Monday, March 26, 2007

Blaming the Test Instead of the Course Content

In Washington state, legislators and educators are scuffling over how to change the math and science portions of a state test so that more students will pass it. This particular article includes a quote from an education expert that really cuts to the gist of testing:

End-of-course exams "make more sense to educators," said Jack Jennings, the center's president. "What they find is that it's better to test kids right after they finish a course than to try to test them at a later time across many subjects."

Why do you get better results when you test right after a course? Because the information is still fresh in the students' minds. They have not yet forgotten it. The resulting higher scores make the students and their teacher look good.

Here's the thing, though.....how useful can this information be if it's so easy to forget? We all hold lots of information in our heads without effort. How long does it take you to memorize your new address and phone number when you move? Not long at all, because you need that information all the time. When you bought your last car, did you keep forgetting where the headlight switch was? No, because you needed it right away. The subsequent regular use of that information keeps it in your head.
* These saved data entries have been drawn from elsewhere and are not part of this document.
//! CommonMark output.
//!
//! The serializer works on the normalized tree, so overlapping annotations
//! have already been split into properly nested elements. Unknown element
//! types are transparent: their children render in their place. Parse tokens
//! and object placeholders never reach the output.
//!
//! ```rust
//! use annotext::{Annotation, Document};
//!
//! let doc = Document::from_parts(
//!     "bold and italic",
//!     vec![Annotation::new("bold", 0, 4), Annotation::new("italic", 9, 15)],
//! )
//! .unwrap();
//! assert_eq!(doc.to_commonmark().unwrap(), "**bold** and *italic*");
//! ```

use crate::doc::Document;
use crate::hir::{NormalizeError, Tree};

mod emphasis;
pub mod escape;
mod writer;

use writer::Writer;

#[derive(Debug, Clone, PartialEq, Eq, thiserror::Error)]
pub enum RenderError {
    #[error("cannot normalize document: {0}")]
    Normalize(#[from] NormalizeError),
}

#[derive(Debug, Clone, PartialEq, Eq)]
pub struct RenderConfig {
    /// Bullet for unordered lists; an adjacent list uses the other bullet.
    pub bullet: char,
    /// Delimiter after ordered list numbers, `.` or `)`.
    pub ordered_delimiter: char,
}

impl Default for RenderConfig {
    fn default() -> Self {
        Self {
            bullet: '-',
            ordered_delimiter: '.',
        }
    }
}

pub fn render(doc: &Document) -> Result<String, RenderError> {
    render_with_config(doc, &RenderConfig::default())
}

pub fn render_with_config(doc: &Document, config: &RenderConfig) -> Result<String, RenderError> {
    let tree = doc.normalize()?;
    let output = render_tree(&tree, config);
    tracing::debug!(
        content_len = doc.len(),
        output_len = output.len(),
        "rendered commonmark"
    );
    Ok(output)
}

pub fn render_tree(tree: &Tree, config: &RenderConfig) -> String {
    let writer = Writer::new(config);
    writer
        .container(tree.children(), false)
        .trim_end()
        .to_string()
}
I yanked my homeschooled teenagers out of a popular satellite school once I realized that they were reading the assigned information, memorizing it for the test, and forgetting it soon after they'd passed the test. That's what I did in high school, and what I didn't want for them. It's a waste of time.

On the other hand, I learned a quilting technique in a one-day class I took over ten years ago, and I have never forgotten it. I've used it many times. I consider it a very valuable piece of information. But I didn't need to memorize it. I gained the information when I needed it, and it was useful to me, so my regular use of it cemented it in my brain.

If students are forgetting what they've learned soon after a course, how to test them is not the problem. Instead, we need to question the value of what was taught in that course. If it was something that would prove useful or interesting to them, they would still remember it, even if they were tested quite a while later.